● **Problem to solve**
Return exactly those lines of the material below that fall between the line holding "TOML app configuration." and the line holding "pub fn list_themes(&self)", inclusive.
-*-*-
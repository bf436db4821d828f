//! Infrastructure layer: everything that touches the file system or the
//! terminal.
//!
//! - **`storage`** – Atomic writes, the JSON ledger and theme store, and the
//!   TOML app configuration.
//! - **`prompt`**  – Line-oriented terminal implementation of `Prompter`.

pub mod prompt;
pub mod storage;
//! Theme catalog: built-in themes plus the user's persisted ones.
//!
//! Lookup order is the persisted store first, then the built-in table, so a
//! stored theme called `"Dark"` shadows the built-in `Dark`.  Listing shows
//! every name once: built-ins in their fixed order, then stored names sorted.

use sumatra_core::{BuiltinTheme, ThemeColors, ThemeError};
use thiserror::Error;

use crate::infrastructure::storage::theme_store::{ThemeStore, ThemeStoreError};

/// Slot the custom theme dialog saves into.
pub const CUSTOM_THEME_NAME: &str = "Custom";

#[derive(Debug, Error)]
pub enum CatalogError {
    #[error("theme name must not be empty")]
    EmptyName,

    #[error(transparent)]
    Invalid(#[from] ThemeError),

    #[error(transparent)]
    Store(#[from] ThemeStoreError),
}

/// Named themes available to the rewriter.
#[derive(Debug, Clone)]
pub struct ThemeCatalog {
    store: ThemeStore,
}

impl ThemeCatalog {
    pub fn new(store: ThemeStore) -> Self {
        Self { store }
    }

    pub fn store(&self) -> &ThemeStore {
        &self.store
    }

    /// Every selectable theme name.
    pub fn list_themes(&self) -> Result<Vec<String>, CatalogError> {
        let stored = self.store.load_all()?;
        let mut names: Vec<String> = BuiltinTheme::ALL
            .iter()
            .map(|theme| theme.name().to_string())
            .collect();
        names.extend(
            stored
                .into_keys()
                .filter(|name| BuiltinTheme::from_name(name).is_none()),
        );
        Ok(names)
    }

    /// Colour values for `name`, or `None` if no such theme exists.
    pub fn resolve(&self, name: &str) -> Result<Option<ThemeColors>, CatalogError> {
        if name.is_empty() {
            return Ok(None);
        }
        if let Some(colors) = self.store.get(name)? {
            return Ok(Some(colors));
        }
        Ok(BuiltinTheme::from_name(name).map(BuiltinTheme::colors))
    }

    /// Validates `colors` and stores them under `name`, replacing any
    /// previous theme of that name.
    ///
    /// # Errors
    ///
    /// [`CatalogError::EmptyName`], [`CatalogError::Invalid`] for a
    /// malformed colour, or a store failure.
    pub fn add_theme(&self, name: &str, colors: &ThemeColors) -> Result<(), CatalogError> {
        if name.trim().is_empty() {
            return Err(CatalogError::EmptyName);
        }
        colors.validate()?;
        self.store.upsert(name, colors)?;
        Ok(())
    }
}

// ── Tests ─────────────────────────────────────────────────────────────────────

#[cfg(test)]
mod tests {
    use super::*;
    use sumatra_core::ColorSetting;
    use tempfile::TempDir;

    fn catalog_in(dir: &TempDir) -> ThemeCatalog {
        ThemeCatalog::new(ThemeStore::new(dir.path().join("backup_db.json")))
    }

    #[test]
    fn test_list_without_store_shows_builtins_in_order() {
        let dir = TempDir::new().unwrap();
        assert_eq!(
            catalog_in(&dir).list_themes().unwrap(),
            ["Light", "Dark", "Dracula"]
        );
    }

    #[test]
    fn test_list_appends_sorted_custom_names_once() {
        // Arrange
        let dir = TempDir::new().unwrap();
        let catalog = catalog_in(&dir);
        let colors = BuiltinTheme::Dark.colors();
        catalog.add_theme("Sepia", &colors).unwrap();
        catalog.add_theme("Custom", &colors).unwrap();
        catalog.add_theme("Dark", &colors).unwrap();

        // Act
        let names = catalog.list_themes().unwrap();

        // Assert
        assert_eq!(names, ["Light", "Dark", "Dracula", "Custom", "Sepia"]);
    }

    #[test]
    fn test_resolve_builtin_is_case_sensitive() {
        let dir = TempDir::new().unwrap();
        let catalog = catalog_in(&dir);

        assert_eq!(
            catalog.resolve("Dracula").unwrap(),
            Some(BuiltinTheme::Dracula.colors())
        );
        assert_eq!(catalog.resolve("dracula").unwrap(), None);
        assert_eq!(catalog.resolve("").unwrap(), None);
    }

    #[test]
    fn test_stored_theme_shadows_builtin() {
        let dir = TempDir::new().unwrap();
        let catalog = catalog_in(&dir);
        let mut dark = BuiltinTheme::Dark.colors();
        dark.set(ColorSetting::TextColor, "#ff0000");
        catalog.add_theme("Dark", &dark).unwrap();

        let resolved = catalog.resolve("Dark").unwrap().unwrap();

        assert_eq!(resolved.get(ColorSetting::TextColor), "#ff0000");
    }

    #[test]
    fn test_add_theme_rejects_invalid_color() {
        let dir = TempDir::new().unwrap();
        let catalog = catalog_in(&dir);
        let mut colors = BuiltinTheme::Light.colors();
        colors.set(ColorSetting::SelectionColor, "yellow");

        let result = catalog.add_theme(CUSTOM_THEME_NAME, &colors);

        assert!(matches!(
            result,
            Err(CatalogError::Invalid(ThemeError::InvalidColor { .. }))
        ));
        assert!(!catalog.store().path().exists());
    }

    #[test]
    fn test_add_theme_rejects_blank_name() {
        let dir = TempDir::new().unwrap();
        assert!(matches!(
            catalog_in(&dir).add_theme("  ", &BuiltinTheme::Light.colors()),
            Err(CatalogError::EmptyName)
        ));
    }
}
-*-*-
● **Result for this exercise**
//!   TOML app configuration.
//! - **`prompt`**  – Line-oriented terminal implementation of `Prompter`.

pub mod prompt;
pub mod storage;
//! Theme catalog: built-in themes plus the user's persisted ones.
//!
//! Lookup order is the persisted store first, then the built-in table, so a
//! stored theme called `"Dark"` shadows the built-in `Dark`.  Listing shows
//! every name once: built-ins in their fixed order, then stored names sorted.

use sumatra_core::{BuiltinTheme, ThemeColors, ThemeError};
use thiserror::Error;

use crate::infrastructure::storage::theme_store::{ThemeStore, ThemeStoreError};

/// Slot the custom theme dialog saves into.
pub const CUSTOM_THEME_NAME: &str = "Custom";

#[derive(Debug, Error)]
pub enum CatalogError {
    #[error("theme name must not be empty")]
    EmptyName,

    #[error(transparent)]
    Invalid(#[from] ThemeError),

    #[error(transparent)]
    Store(#[from] ThemeStoreError),
}

/// Named themes available to the rewriter.
#[derive(Debug, Clone)]
pub struct ThemeCatalog {
    store: ThemeStore,
}

impl ThemeCatalog {
    pub fn new(store: ThemeStore) -> Self {
        Self { store }
    }

    pub fn store(&self) -> &ThemeStore {
        &self.store
    }

    /// Every selectable theme name.
    pub fn list_themes(&self) -> Result<Vec<String>, CatalogError> {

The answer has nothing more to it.